• YOUR ASSIGNMENT:
Starting with the line that contains "the accepted suggestion." and stopping after the line that contains "span_style.insert(StyleKey::Underline, StyleValue::Flag(true));", return each line below exactly as written, with no others.

• DATA FOR THE TASK:
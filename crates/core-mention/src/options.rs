use core_config::Config;

use crate::style::{Rgb, StyleAttributes, StyleKey, StyleValue};

/// Registry parameters: what goes after an accepted suggestion and how
/// mentions (and the rest of the text) are decorated.
#[derive(Debug, Clone, PartialEq, Eq)]
pub struct MentionOptions {
    pub separator: Option<String>,
    pub span_style: StyleAttributes,
    pub base_style: StyleAttributes,
    /// `{name}` is replaced by the accepted suggestion.
    pub url_template: Option<String>,
    /// A deletion that cuts into a mention removes the mention's remaining
    /// text too.
    pub atomic_delete: bool,
}

impl Default for MentionOptions {
    fn default() -> Self {
        Self {
            separator: Some(" ".to_string()),
            span_style: StyleAttributes::from([(
                StyleKey::ForegroundColor,
                StyleValue::Color(Rgb::BLUE),
            )]),
            base_style: StyleAttributes::from([(
                StyleKey::ForegroundColor,
                StyleValue::Color(Rgb::BLACK),
            )]),
            url_template: None,
            atomic_delete: false,
        }
    }
}

impl MentionOptions {
    pub fn from_config(cfg: &Config) -> Self {
        let style = &cfg.file.style;
        let mut span_style = StyleAttributes::new();
        span_style.insert(
            StyleKey::ForegroundColor,
            StyleValue::Color(Rgb::from_hex(&style.mention_color).unwrap_or(Rgb::BLUE)),
        );
        if style.underline {
            span_style.insert(StyleKey::Underline, StyleValue::Flag(true));
        }
        let base_style = StyleAttributes::from([(
            StyleKey::ForegroundColor,
            StyleValue::Color(Rgb::from_hex(&style.base_color).unwrap_or(Rgb::BLACK)),
        )]);
        Self {
            separator: cfg.separator().map(str::to_string),
            span_style,
            base_style,
            url_template: style.url_template.clone(),
            atomic_delete: cfg.file.completion.atomic_delete,
        }
    }

    pub fn url_for(&self, name: &str) -> Option<String> {
        self.url_template
            .as_ref()
            .map(|template| template.replace("{name}", name))
    }
}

• SOLUTION BELOW:
    /// `{name}` is replaced by the accepted suggestion.
    pub url_template: Option<String>,
    /// A deletion that cuts into a mention removes the mention's remaining
    /// text too.
    pub atomic_delete: bool,
}

impl Default for MentionOptions {
    fn default() -> Self {
        Self {
            separator: Some(" ".to_string()),
            span_style: StyleAttributes::from([(
                StyleKey::ForegroundColor,
                StyleValue::Color(Rgb::BLUE),
            )]),
            base_style: StyleAttributes::from([(
                StyleKey::ForegroundColor,
                StyleValue::Color(Rgb::BLACK),
            )]),
            url_template: None,
            atomic_delete: false,
        }
    }
}

impl MentionOptions {
    pub fn from_config(cfg: &Config) -> Self {
        let style = &cfg.file.style;
        let mut span_style = StyleAttributes::new();
        span_style.insert(
            StyleKey::ForegroundColor,
            StyleValue::Color(Rgb::from_hex(&style.mention_color).unwrap_or(Rgb::BLUE)),
        );
        if style.underline {
            span_style.insert(StyleKey::Underline, StyleValue::Flag(true));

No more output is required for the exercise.